As it turns out, his paintings are of locations around Seattle. So, for those familiar with the city, Hoff’s cityscapes are certainly interesting. What makes them particularly interesting, though, even for those who have never visited Seattle, are the small changes he makes that turn reality into surreality. For instance, a piece entitled Ukiyo shows a cluster of garbage dumpsters in an empty lot. Power lines soar above them into a wide, cloud-covered sky, and a church steeple and skyscrapers poke over the crest of the hill behind them. Abandoned, wet mattresses lean forlornly in the back.

I liked this piece almost immediately, but it wasn’t until I’d circled back to look at it a second time in more detail that I noticed that the dumpsters are missing something: wheels.  A label on the lower right of one of the dumpsters reads “HOVER.” I don’t know if Hoff inserted that, or if he read the graffiti at the scene and took his cue from there. Either way, they’re floating. Ukiyo means just that—floating—in Japanese, so I probably should have clued in a bit sooner. It’s just so beautifully seamless that there’s no impetus to look for anything unusual until you notice some quirky things in some of the other pieces.

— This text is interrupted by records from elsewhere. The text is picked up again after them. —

//! Two-statement credibility comparison

use crate::engine::MetricsEngine;
use crate::models::AnalysisResult;
use serde::Serialize;

/// Which of the two compared statements
#[derive(Debug, Clone, Copy, PartialEq, Eq, Serialize)]
#[serde(rename_all = "lowercase")]
pub enum Statement {
    First,
    Second,
}

impl Statement {
    pub fn label(&self) -> &'static str {
        match self {
            Statement::First => "Statement 1",
            Statement::Second => "Statement 2",
        }
    }
}

impl std::fmt::Display for Statement {
    fn fmt(&self, f: &mut std::fmt::Formatter<'_>) -> std::fmt::Result {
        f.write_str(self.label())
    }
}

/// Side-by-side analysis of two statements
#[derive(Debug, Clone, Serialize)]
pub struct Comparison {
    pub first: AnalysisResult,
    pub second: AnalysisResult,
    /// The statement with the strictly lower risk score, else the second
    pub more_credible: Statement,
    pub tied: bool,
}

impl Comparison {
    pub fn from_results(first: AnalysisResult, second: AnalysisResult) -> Self {
        let more_credible = if first.risk_score < second.risk_score {
            Statement::First
        } else {
            Statement::Second
        };
        let tied = first.risk_score == second.risk_score;
        Self {
            first,
            second,
            more_credible,
            tied,
        }
    }

    /// Absolute difference between the two risk scores
    pub fn score_gap(&self) -> u32 {
        self.first.risk_score.abs_diff(self.second.risk_score)
    }
}

/// Analyze and compare two statements.
///
/// `None` when either statement has no words to analyze.
pub fn compare(engine: &MetricsEngine, first: &str, second: &str) -> Option<Comparison> {
    let first = engine.analyze(first)?;
    let second = engine.analyze(second)?;
    Some(Comparison::from_results(first, second))
}

#[cfg(test)]
mod tests {
    use super::*;

    fn engine() -> MetricsEngine {
        MetricsEngine::standard().unwrap()
    }

    #[test]
    fn test_lower_score_is_more_credible() {
        let engine = engine();
        let calm = "I went to the store and I bought milk for my mother.";
        let shifty = "Honestly, obviously the car was clearly red.";
        let cmp = compare(&engine, calm, shifty).unwrap();
        assert!(cmp.first.risk_score < cmp.second.risk_score);
        assert_eq!(cmp.more_credible, Statement::First);
        assert!(!cmp.tied);

        let reversed = compare(&engine, shifty, calm).unwrap();
        assert_eq!(reversed.more_credible, Statement::Second);
        assert_eq!(reversed.score_gap(), cmp.score_gap());
    }

    #[test]
    fn test_tie_goes_to_second_statement() {
        let engine = engine();
        let text = "I went to the store. Then suddenly I left.";
        let cmp = compare(&engine, text, text).unwrap();
        assert!(cmp.tied);
        assert_eq!(cmp.more_credible, Statement::Second);
        assert_eq!(cmp.score_gap(), 0);
    }

    #[test]
    fn test_absent_statement_yields_none() {
        let engine = engine();
        assert!(compare(&engine, "", "I left").is_none());
        assert!(compare(&engine, "I left", "?!").is_none());
    }
}
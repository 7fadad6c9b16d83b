//! Text (terminal) reporter with colors and formatting

use super::highlight::Segment;
use super::StatementReport;
use crate::batch::BatchRanking;
use crate::compare::Comparison;
use crate::lexicon::Lexicon;
use crate::models::{Category, Status, Verdict};
use anyhow::Result;

/// Reset ANSI color
const RESET: &str = "\x1b[0m";
const BOLD: &str = "\x1b[1m";
const DIM: &str = "\x1b[2m";
const RED: &str = "\x1b[91m";
const YELLOW: &str = "\x1b[93m";
const CYAN: &str = "\x1b[96m";
const GREEN: &str = "\x1b[32m";

const WIDTH: usize = 65;

/// Evidence colors per category
fn category_color(category: Category) -> &'static str {
    match category {
        Category::Qualifier | Category::TemporalDiscontinuity => RED,
        Category::Hedging => YELLOW,
        Category::SelfReference | Category::Filler => CYAN,
    }
}

fn status_color(status: Status) -> &'static str {
    match status {
        Status::Ok => GREEN,
        Status::Warning => YELLOW,
        Status::Critical => RED,
    }
}

fn verdict_color(verdict: Verdict) -> &'static str {
    match verdict {
        Verdict::Low => GREEN,
        Verdict::Moderate => YELLOW,
        Verdict::High => RED,
    }
}

fn rule(c: char) -> String {
    c.to_string().repeat(WIDTH)
}

fn banner(out: &mut String, title: &str) {
    out.push_str(&format!("\n{}\n", rule('=')));
    out.push_str(&format!("{BOLD}{:^WIDTH$}{RESET}\n", title));
    out.push_str(&format!("{}\n", rule('=')));
}

fn finish(out: String, color: bool) -> String {
    if color {
        out
    } else {
        console::strip_ansi_codes(&out).into_owned()
    }
}

/// Render report as formatted terminal output
pub fn render(report: &StatementReport, color: bool) -> Result<String> {
    let mut out = String::new();

    banner(&mut out, "LYAR FORENSIC LINGUISTIC ANALYSIS REPORT");
    out.push_str(&format!(
        "{:<25} | {:<10} | {:<10} | {:<12}\n",
        "INDICATOR", "VALUE", "BASELINE", "STATUS"
    ));
    out.push_str(&format!("{}\n", rule('-')));

    for row in &report.categories {
        let baseline = format!("{} {:.1}%", row.direction.symbol(), row.baseline);
        out.push_str(&format!(
            "{:<25} | {:>9.2}% | {:<10} | {}{:<12}{RESET}\n",
            row.label,
            row.density,
            baseline,
            status_color(row.status),
            row.status.label()
        ));
    }

    let verdict_c = verdict_color(report.verdict);
    out.push_str(&format!("{}\n", rule('-')));
    out.push_str(&format!(
        "FINAL RISK SCORE: {verdict_c}{BOLD}{}{RESET} / 100\n",
        report.risk_score
    ));
    out.push_str(&format!(
        "CONCLUSION: {verdict_c}{}{RESET}\n",
        report.conclusion
    ));
    out.push_str(&format!(
        "{DIM}Total words: {}{RESET}\n",
        report.total_words
    ));
    out.push_str(&format!("{}\n", rule('-')));

    // Highlighted evidence
    out.push_str(&format!("{BOLD}EVIDENCE{RESET}\n"));
    for segment in report.highlighter().segments(report.statement.trim_end()) {
        match segment {
            Segment::Plain(text) => out.push_str(text),
            Segment::Marked(text, category) => {
                out.push_str(&format!("{BOLD}{}{}{RESET}", category_color(category), text))
            }
        }
    }
    out.push('\n');
    out.push_str(&format!("{}\n", rule('-')));
    out.push_str(&format!(
        "{DIM}For a visual analysis generate the HTML report (--format html).{RESET}\n"
    ));

    Ok(finish(out, color))
}

/// Render a comparison as a side-by-side table
pub fn render_comparison(comparison: &Comparison, lexicon: &Lexicon, color: bool) -> Result<String> {
    let mut out = String::new();
    let (a, b) = (&comparison.first, &comparison.second);

    banner(&mut out, "COMPARATIVE FORENSIC ANALYSIS");
    out.push_str(&format!("{:<25} | {:<15} | {:<15}\n", "METRIC", "ST. 1", "ST. 2"));
    out.push_str(&format!("{}\n", rule('-')));
    out.push_str(&format!(
        "{:<25} | {:<15} | {:<15}\n",
        "Total Words", a.total_words, b.total_words
    ));
    for entry in lexicon.entries() {
        out.push_str(&format!(
            "{:<25} | {:<15} | {:<15}\n",
            entry.label,
            format!("{:.2}%", a.density(entry.category)),
            format!("{:.2}%", b.density(entry.category))
        ));
    }
    out.push_str(&format!(
        "{:<25} | {:<15} | {:<15}\n",
        "Risk Score", a.risk_score, b.risk_score
    ));
    out.push_str(&format!("{}\n", rule('-')));
    out.push_str(&format!(
        "VERDICT: {GREEN}{BOLD}{}{RESET} is LINGUISTICALLY MORE CREDIBLE.\n",
        comparison.more_credible
    ));
    if comparison.tied {
        out.push_str(&format!(
            "{DIM}Scores are tied; ties resolve to the second statement.{RESET}\n"
        ));
    }
    out.push_str(&format!("{}\n", rule('=')));

    Ok(finish(out, color))
}

/// Render a batch ranking table
pub fn render_batch(ranking: &BatchRanking, color: bool) -> Result<String> {
    let mut out = String::new();

    out.push_str(&format!("\n{}\n", rule('=')));
    out.push_str(&format!("{:<5} | {:<30} | {}\n", "RANK", "FILENAME", "RISK SCORE"));
    out.push_str(&format!("{}\n", rule('-')));

    if ranking.entries.is_empty() {
        out.push_str(&format!(
            "{DIM}No statements to rank in {}{RESET}\n",
            ranking.directory.display()
        ));
    }
    for entry in &ranking.entries {
        // Truncate by chars to stay UTF-8 safe
        let name: String = if entry.file_name.chars().count() > 30 {
            let head: String = entry.file_name.chars().take(27).collect();
            format!("{}...", head)
        } else {
            entry.file_name.clone()
        };
        out.push_str(&format!(
            "{:<5} | {:<30} | {}{:>3}{RESET} / 100\n",
            entry.rank,
            name,
            verdict_color(entry.verdict),
            entry.risk_score
        ));
    }
    out.push_str(&format!("{}\n", rule('=')));

    if !ranking.skipped.is_empty() {
        out.push_str(&format!(
            "{DIM}Skipped {} file(s):{RESET}\n",
            ranking.skipped.len()
        ));
        for skipped in &ranking.skipped {
            out.push_str(&format!(
                "{DIM}  {}: {}{RESET}\n",
                skipped.file_name, skipped.reason
            ));
        }
    }

    Ok(finish(out, color))
}

/// Render the lexicon as a parameter listing
pub fn render_lexicon(lexicon: &Lexicon) -> String {
    let mut out = String::new();
    out.push_str(&format!(
        "{:<25} | {:<10} | {:<6} | {}\n",
        "CATEGORY", "BASELINE", "WEIGHT", "PHRASES"
    ));
    out.push_str(&format!("{}\n", rule('-')));
    for entry in lexicon.entries() {
        out.push_str(&format!(
            "{:<25} | {:<10} | {:<6} | {}\n",
            entry.label,
            entry.baseline_display(),
            entry.weight,
            entry.phrases.len()
        ));
        out.push_str(&format!("    {}\n", entry.phrases.join(", ")));
    }
    out.push_str(&format!("{}\n", rule('-')));
    out.push_str(&format!("Total weight: {} / 100\n", lexicon.total_weight()));
    out
}

#[cfg(test)]
mod tests {
    use super::*;
    use crate::batch::{rank_results, SkipReason, SkippedFile};
    use crate::engine::MetricsEngine;
    use crate::reporters::tests::test_report;

    #[test]
    fn test_render_plain_table() {
        let out = render(&test_report(), false).unwrap();
        assert!(!out.contains('\x1b'));
        assert!(out.contains("LYAR FORENSIC LINGUISTIC ANALYSIS REPORT"));
        assert!(out.contains("Pronoun Density           |     22.22% | < 3.5%     | [OK]"));
        assert!(out.contains("Time Leap Density         |     22.22% | > 4.0%     | [WARNING]"));
        assert!(out.contains("FINAL RISK SCORE: 20 / 100"));
        assert!(out.contains("CONCLUSION: LOW RISK"));
        assert!(out.contains("I went to the store. Then suddenly I left."));
    }

    #[test]
    fn test_render_colored_evidence() {
        let out = render(&test_report(), true).unwrap();
        assert!(out.contains(&format!("{BOLD}{RED}Then{RESET}")));
        assert!(out.contains(&format!("{BOLD}{CYAN}I{RESET}")));
    }

    #[test]
    fn test_render_comparison_verdict() {
        let engine = MetricsEngine::standard().unwrap();
        let cmp = crate::compare::compare(
            &engine,
            "Honestly, obviously the car was clearly red.",
            "I went to the store and I bought milk for my mother.",
        )
        .unwrap();
        let out = render_comparison(&cmp, engine.lexicon(), false).unwrap();
        assert!(out.contains("VERDICT: Statement 2 is LINGUISTICALLY MORE CREDIBLE."));
        assert!(out.contains("Risk Score                | 55              | 0"));
        assert!(!out.contains("tied"));
    }

    #[test]
    fn test_render_batch_table() {
        let engine = MetricsEngine::standard().unwrap();
        let results = vec![
            ("calm.txt".to_string(), engine.analyze("I went home").unwrap()),
            (
                "shifty.txt".to_string(),
                engine.analyze("Honestly, obviously the car was clearly red.").unwrap(),
            ),
        ];
        let ranking = BatchRanking {
            directory: "statements".into(),
            entries: rank_results(results),
            skipped: vec![SkippedFile {
                file_name: "blank.txt".into(),
                reason: SkipReason::NoWords,
            }],
        };
        let out = render_batch(&ranking, false).unwrap();
        assert!(out.contains("1     | shifty.txt                     |  55 / 100"));
        assert!(out.contains("2     | calm.txt                       |   0 / 100"));
        assert!(out.contains("blank.txt: no words to analyze"));
    }

    #[test]
    fn test_render_lexicon_lists_weights() {
        let out = render_lexicon(&Lexicon::standard().unwrap());
        assert!(out.contains("Negative Qualifiers       | > 0.5%     | 30"));
        assert!(out.contains("Total weight: 100 / 100"));
    }
}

And that’s one of Hoff’s strengths. His paintings are multidimensional; they invite repeated viewing and investigation. His technical painting skills are very strong; like many surrealists, he captures reality so well that he can manipulate it. He also manages to showcase that perfect Seattle grey. I’m a Midwestern transplant, mind, but I’ve fallen in love with the post-rainy or pre-rainy days in this city. (Thank goodness, because there are many of them.) On one of these days, the sky is hung with low clouds, but they’re thin enough that sunlight leaks through—not in rays, but in particles. Everything that is green in the city seems to glow against the moisture-slicked streets and shifting shades of cloudy grey. And then, sometimes, when the sky is just so, the city seems to become quiet.

That’s what Hoff has captured in his Niwa (“Gardens”) series, which focuses on sacred spaces.

His Totems series focuses on messages or connections, with an emphasis on graffiti. Unlike the Niwa series, which are each on a single canvas, the Totem pieces are diptychs (with the exception of one of them—but I actually think that’s the least successful of the series). The canvases are hung with careful wall space between them, sometimes not completely on the same level, but the break is more of a pause. It’s almost like looking through a window pane.

What’s interesting to me about this series is that he’s doubling up on the artist/viewer dichotomy. He is both artist and viewer as he painstakingly re-creates the graffiti artist’s (or artists’) work. Viewers of his pieces form a secondhand audience for the graffiti. His re-creations are painstaking, although if he were to change something, I don’t think any of his viewers would know. I don’t know if Hoff found the totemic images he depicts, or if he inserted them into the landscape himself, or if it’s something of both. But there is something lovely about the way his hand interprets someone else’s hand.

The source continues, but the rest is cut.